## Problem statement
Go through the listing below from its first line and repeat each line exactly, ending at the line containing "The ticker is" and including it.

## The data
------------------------------------------------

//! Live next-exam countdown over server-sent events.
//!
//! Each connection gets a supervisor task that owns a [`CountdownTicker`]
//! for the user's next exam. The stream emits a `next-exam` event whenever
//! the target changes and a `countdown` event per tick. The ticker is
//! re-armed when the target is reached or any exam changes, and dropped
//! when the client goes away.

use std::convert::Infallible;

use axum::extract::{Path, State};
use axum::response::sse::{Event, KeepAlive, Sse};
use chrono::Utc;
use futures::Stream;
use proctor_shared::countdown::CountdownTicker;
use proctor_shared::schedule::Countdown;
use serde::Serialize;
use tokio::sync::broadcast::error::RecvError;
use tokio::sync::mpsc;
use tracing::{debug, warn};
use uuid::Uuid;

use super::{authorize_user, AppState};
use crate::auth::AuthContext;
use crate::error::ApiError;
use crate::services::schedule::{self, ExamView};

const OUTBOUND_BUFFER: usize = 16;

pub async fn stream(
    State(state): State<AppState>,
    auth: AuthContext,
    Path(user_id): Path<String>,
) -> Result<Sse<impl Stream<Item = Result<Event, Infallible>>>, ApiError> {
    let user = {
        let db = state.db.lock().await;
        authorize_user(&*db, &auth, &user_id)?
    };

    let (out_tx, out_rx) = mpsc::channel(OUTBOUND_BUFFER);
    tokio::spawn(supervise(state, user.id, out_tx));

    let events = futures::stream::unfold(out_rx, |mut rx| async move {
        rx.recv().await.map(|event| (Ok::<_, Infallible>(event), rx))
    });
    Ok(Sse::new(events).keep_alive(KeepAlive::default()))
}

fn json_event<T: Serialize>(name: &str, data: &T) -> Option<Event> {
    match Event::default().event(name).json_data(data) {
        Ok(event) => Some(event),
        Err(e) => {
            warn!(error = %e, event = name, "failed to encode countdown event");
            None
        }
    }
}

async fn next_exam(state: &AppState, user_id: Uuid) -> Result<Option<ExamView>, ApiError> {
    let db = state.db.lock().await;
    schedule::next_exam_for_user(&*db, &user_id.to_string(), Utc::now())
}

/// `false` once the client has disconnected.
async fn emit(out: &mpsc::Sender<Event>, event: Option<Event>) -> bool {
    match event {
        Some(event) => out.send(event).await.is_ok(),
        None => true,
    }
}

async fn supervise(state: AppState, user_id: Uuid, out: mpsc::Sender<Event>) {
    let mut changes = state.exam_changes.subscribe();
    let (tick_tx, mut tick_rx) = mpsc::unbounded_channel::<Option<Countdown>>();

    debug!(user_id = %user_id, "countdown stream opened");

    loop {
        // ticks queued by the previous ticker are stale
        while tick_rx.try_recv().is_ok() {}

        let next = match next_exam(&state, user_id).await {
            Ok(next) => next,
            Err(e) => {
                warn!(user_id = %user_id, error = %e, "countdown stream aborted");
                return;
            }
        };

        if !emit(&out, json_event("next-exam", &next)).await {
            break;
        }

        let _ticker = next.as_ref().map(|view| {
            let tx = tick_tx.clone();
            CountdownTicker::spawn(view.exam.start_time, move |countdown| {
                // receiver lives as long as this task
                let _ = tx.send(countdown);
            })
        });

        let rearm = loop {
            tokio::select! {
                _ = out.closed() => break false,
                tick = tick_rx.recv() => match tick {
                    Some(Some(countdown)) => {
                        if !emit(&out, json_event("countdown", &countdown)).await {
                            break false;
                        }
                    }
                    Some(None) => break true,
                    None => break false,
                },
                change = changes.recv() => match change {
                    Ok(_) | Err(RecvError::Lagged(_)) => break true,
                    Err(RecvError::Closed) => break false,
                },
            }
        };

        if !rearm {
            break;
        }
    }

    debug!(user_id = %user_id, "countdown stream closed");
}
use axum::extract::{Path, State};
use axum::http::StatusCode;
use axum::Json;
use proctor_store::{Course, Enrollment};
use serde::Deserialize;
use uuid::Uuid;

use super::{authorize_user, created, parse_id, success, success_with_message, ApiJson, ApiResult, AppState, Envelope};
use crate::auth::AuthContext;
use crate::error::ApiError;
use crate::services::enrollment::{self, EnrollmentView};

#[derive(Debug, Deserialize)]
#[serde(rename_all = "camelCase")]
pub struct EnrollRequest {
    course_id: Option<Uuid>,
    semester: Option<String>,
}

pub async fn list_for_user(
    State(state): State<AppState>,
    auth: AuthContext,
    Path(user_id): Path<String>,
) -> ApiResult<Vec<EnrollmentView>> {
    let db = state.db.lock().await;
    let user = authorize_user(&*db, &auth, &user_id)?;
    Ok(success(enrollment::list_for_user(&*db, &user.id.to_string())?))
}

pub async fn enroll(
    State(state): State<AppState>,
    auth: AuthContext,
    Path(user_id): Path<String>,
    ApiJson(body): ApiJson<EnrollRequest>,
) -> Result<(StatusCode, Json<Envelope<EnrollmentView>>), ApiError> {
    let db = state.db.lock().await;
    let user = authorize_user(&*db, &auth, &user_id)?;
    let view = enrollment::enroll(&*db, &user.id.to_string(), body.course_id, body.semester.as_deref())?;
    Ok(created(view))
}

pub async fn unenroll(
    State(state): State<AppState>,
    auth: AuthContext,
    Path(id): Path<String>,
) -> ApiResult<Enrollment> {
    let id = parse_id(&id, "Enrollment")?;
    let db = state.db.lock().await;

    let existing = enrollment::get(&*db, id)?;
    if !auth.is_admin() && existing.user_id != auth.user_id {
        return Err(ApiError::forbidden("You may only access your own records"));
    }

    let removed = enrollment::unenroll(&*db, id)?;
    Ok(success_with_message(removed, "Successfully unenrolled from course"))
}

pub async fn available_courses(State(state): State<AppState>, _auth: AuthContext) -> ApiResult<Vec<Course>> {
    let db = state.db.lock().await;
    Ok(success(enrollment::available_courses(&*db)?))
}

------------------------------------------------

## Problem solution
//! Live next-exam countdown over server-sent events.
//!
//! Each connection gets a supervisor task that owns a [`CountdownTicker`]
//! for the user's next exam. The stream emits a `next-exam` event whenever
//! the target changes and a `countdown` event per tick. The ticker is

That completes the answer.